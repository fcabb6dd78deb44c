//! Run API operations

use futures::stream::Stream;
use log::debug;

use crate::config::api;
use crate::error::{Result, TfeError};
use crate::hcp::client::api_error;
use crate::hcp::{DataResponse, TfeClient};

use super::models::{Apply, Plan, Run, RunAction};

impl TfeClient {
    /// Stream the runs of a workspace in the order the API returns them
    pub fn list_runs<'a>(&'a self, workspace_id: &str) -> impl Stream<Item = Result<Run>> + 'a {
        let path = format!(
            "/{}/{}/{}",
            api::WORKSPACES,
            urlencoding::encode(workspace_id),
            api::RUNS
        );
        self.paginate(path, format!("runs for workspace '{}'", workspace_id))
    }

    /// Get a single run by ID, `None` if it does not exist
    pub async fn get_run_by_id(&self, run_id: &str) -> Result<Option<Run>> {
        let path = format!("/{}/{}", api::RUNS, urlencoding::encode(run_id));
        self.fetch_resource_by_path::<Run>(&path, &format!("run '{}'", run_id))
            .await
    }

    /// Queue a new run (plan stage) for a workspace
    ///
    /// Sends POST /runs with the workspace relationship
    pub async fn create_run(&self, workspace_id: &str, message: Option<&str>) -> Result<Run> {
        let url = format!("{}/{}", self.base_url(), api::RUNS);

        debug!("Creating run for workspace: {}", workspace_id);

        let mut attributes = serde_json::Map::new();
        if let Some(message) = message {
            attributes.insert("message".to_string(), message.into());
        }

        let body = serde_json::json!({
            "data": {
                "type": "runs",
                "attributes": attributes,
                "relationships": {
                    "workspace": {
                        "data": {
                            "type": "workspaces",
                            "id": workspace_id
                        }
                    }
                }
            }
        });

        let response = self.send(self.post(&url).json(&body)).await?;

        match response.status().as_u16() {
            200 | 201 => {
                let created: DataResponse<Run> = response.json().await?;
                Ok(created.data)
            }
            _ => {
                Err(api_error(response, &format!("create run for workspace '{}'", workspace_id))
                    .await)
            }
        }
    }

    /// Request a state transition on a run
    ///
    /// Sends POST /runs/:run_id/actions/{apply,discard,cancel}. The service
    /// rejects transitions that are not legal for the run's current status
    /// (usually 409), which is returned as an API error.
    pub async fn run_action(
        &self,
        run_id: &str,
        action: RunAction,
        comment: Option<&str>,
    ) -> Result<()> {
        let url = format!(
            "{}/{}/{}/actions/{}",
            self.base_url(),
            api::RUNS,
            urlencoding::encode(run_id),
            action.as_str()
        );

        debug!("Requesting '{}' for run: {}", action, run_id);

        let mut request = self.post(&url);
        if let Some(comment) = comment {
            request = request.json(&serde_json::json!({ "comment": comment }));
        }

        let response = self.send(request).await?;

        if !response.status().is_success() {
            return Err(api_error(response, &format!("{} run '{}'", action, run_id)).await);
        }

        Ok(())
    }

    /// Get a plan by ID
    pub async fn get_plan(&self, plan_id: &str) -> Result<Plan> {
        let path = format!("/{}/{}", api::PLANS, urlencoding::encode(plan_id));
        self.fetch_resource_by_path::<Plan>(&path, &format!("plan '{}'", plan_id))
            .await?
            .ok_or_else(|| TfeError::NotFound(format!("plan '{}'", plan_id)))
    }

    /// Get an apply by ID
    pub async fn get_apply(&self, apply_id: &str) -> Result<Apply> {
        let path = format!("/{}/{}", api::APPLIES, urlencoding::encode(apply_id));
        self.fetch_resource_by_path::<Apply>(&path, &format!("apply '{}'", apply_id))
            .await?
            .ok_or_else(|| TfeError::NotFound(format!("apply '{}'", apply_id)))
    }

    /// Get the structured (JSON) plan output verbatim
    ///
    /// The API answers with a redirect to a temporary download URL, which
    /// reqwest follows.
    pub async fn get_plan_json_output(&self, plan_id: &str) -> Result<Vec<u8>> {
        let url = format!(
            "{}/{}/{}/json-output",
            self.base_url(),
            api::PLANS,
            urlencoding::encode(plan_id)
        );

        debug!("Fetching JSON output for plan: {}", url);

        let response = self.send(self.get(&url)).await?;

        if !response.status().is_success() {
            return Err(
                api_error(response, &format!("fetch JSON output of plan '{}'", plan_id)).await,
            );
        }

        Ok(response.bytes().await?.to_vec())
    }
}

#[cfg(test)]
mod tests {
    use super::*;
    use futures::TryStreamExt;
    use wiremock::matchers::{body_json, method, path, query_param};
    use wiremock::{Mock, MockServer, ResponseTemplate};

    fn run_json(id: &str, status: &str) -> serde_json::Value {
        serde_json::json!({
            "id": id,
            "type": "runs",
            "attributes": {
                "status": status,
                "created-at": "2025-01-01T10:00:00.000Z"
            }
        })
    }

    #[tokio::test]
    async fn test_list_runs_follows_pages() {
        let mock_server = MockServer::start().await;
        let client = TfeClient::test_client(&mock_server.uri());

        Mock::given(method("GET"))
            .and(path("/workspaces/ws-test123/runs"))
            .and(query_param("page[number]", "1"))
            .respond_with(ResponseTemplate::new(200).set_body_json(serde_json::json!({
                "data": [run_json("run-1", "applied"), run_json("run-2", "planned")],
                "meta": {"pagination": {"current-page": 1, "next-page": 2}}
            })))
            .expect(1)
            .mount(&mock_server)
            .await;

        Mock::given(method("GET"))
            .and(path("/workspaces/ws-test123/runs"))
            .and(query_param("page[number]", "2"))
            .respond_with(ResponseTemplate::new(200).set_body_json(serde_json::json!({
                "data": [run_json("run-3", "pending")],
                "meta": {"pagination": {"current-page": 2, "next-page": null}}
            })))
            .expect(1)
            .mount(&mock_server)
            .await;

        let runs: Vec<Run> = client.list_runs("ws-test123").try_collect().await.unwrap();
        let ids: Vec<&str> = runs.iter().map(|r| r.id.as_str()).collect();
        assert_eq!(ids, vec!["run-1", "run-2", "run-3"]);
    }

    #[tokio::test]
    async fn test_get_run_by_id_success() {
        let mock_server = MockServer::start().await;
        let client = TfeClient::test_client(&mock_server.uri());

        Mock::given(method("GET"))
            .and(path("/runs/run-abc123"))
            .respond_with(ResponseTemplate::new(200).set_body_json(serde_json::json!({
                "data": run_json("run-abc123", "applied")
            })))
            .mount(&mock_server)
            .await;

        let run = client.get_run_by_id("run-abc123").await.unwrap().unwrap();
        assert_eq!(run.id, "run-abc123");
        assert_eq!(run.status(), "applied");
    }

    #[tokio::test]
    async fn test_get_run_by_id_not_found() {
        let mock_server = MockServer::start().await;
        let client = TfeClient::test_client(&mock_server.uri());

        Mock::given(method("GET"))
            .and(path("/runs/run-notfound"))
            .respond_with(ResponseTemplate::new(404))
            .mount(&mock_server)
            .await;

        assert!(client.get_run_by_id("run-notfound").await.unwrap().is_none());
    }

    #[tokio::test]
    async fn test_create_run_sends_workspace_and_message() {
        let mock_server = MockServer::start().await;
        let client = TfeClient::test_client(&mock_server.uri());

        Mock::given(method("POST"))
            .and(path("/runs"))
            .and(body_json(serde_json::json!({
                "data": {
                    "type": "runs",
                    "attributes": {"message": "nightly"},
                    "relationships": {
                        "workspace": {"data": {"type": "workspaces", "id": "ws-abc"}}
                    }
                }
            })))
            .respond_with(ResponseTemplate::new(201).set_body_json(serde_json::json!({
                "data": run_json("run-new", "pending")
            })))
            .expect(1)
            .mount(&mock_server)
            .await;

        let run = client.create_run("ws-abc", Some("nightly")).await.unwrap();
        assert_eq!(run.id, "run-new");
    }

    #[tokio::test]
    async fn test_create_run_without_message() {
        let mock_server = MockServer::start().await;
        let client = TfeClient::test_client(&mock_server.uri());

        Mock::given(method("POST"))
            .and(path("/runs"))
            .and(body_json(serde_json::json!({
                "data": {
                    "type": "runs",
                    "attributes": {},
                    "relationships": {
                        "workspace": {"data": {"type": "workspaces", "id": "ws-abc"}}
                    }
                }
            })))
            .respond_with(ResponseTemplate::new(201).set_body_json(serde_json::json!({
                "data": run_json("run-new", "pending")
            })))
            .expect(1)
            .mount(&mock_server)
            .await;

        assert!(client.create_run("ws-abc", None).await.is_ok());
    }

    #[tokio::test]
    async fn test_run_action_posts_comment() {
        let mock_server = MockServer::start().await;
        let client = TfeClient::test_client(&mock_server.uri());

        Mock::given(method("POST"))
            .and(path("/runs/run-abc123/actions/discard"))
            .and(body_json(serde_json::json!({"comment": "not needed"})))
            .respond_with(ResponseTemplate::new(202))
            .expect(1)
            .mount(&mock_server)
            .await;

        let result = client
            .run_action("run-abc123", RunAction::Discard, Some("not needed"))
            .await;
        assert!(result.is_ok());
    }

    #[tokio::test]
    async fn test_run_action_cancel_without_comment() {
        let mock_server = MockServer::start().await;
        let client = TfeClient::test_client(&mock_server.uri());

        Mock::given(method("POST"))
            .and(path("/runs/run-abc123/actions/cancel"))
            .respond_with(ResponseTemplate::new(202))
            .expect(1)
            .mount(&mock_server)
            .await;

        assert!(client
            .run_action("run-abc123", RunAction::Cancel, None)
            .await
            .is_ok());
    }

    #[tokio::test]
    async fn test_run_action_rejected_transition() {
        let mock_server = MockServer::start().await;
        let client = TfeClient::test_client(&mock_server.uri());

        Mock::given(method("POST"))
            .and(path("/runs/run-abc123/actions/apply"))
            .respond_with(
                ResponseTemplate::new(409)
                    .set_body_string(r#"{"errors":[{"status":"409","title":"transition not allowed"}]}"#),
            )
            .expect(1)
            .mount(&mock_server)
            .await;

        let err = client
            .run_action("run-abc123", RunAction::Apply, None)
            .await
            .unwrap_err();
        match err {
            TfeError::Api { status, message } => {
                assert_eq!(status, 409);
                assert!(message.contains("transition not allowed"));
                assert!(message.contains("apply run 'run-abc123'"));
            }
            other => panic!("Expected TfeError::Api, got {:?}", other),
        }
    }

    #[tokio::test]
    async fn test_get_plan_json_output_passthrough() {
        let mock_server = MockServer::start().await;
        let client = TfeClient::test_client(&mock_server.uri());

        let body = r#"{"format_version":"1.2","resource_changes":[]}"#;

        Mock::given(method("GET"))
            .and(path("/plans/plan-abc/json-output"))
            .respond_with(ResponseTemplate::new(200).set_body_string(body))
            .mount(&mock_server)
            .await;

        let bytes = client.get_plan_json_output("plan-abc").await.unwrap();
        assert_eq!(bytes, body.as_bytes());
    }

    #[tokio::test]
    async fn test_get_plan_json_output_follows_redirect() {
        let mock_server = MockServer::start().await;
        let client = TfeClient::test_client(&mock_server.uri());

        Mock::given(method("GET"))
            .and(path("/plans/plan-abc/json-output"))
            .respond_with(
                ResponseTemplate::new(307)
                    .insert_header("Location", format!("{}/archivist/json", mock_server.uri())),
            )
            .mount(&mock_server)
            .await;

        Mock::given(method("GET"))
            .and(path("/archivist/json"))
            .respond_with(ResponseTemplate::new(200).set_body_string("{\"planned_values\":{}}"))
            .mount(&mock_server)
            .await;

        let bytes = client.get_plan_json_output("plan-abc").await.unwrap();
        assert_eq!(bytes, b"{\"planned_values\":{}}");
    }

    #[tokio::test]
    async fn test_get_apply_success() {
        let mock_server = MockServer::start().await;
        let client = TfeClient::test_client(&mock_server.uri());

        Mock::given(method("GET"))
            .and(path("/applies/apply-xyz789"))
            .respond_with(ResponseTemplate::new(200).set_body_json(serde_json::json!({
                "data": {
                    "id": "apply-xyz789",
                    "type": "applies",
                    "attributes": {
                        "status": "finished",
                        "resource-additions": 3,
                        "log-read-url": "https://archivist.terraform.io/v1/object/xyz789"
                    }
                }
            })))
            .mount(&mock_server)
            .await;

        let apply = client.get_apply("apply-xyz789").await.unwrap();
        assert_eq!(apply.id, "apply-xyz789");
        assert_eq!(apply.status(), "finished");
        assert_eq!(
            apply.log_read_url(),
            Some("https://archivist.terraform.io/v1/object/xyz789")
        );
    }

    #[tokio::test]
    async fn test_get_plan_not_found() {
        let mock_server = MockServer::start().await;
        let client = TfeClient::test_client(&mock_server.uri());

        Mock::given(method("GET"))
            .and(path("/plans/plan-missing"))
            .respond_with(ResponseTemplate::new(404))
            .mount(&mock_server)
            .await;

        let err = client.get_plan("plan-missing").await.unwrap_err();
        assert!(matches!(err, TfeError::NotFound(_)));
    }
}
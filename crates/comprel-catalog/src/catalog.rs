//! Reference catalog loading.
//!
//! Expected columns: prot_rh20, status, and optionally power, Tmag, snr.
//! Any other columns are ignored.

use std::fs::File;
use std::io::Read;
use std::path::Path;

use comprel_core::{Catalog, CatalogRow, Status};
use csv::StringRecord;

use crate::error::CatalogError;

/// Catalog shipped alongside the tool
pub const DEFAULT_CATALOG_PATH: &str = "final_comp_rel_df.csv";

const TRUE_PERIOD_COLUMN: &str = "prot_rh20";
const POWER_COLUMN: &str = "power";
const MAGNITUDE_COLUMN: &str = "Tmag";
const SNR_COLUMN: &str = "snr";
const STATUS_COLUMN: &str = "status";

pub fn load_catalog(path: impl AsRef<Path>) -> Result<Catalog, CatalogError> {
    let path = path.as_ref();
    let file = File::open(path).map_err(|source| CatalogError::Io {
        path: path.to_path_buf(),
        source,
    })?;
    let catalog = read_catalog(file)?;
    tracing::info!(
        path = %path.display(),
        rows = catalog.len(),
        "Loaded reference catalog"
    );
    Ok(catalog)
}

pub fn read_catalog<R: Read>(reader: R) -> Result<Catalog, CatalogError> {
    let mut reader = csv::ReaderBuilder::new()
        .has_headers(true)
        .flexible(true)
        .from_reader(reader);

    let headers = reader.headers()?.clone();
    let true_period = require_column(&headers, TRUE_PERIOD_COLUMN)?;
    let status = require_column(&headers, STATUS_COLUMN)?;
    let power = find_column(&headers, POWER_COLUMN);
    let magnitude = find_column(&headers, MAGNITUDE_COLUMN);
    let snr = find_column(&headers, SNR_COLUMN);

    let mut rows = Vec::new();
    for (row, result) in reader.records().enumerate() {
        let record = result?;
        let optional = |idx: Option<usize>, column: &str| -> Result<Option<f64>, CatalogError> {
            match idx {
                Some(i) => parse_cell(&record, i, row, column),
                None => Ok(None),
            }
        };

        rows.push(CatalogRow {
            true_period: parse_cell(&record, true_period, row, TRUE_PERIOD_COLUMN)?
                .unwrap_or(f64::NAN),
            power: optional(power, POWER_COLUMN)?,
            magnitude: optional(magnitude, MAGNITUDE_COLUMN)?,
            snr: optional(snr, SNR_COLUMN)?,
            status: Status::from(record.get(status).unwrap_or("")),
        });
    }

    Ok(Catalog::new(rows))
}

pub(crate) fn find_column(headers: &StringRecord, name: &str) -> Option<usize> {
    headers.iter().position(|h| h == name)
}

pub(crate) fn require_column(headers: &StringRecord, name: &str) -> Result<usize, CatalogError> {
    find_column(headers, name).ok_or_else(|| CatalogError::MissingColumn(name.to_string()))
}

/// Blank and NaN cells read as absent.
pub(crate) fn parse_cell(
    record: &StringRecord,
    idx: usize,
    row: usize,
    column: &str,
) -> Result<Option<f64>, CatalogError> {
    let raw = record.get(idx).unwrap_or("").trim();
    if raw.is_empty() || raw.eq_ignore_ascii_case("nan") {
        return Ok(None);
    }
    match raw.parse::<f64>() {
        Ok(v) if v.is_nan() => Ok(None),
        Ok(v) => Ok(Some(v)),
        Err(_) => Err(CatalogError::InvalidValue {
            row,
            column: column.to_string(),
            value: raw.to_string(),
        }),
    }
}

Work to be completed: Your answer should be every line above that contains the word "power".

Reply to the exercise:
//! Expected columns: prot_rh20, status, and optionally power, Tmag, snr.
const POWER_COLUMN: &str = "power";
    let power = find_column(&headers, POWER_COLUMN);
            power: optional(power, POWER_COLUMN)?,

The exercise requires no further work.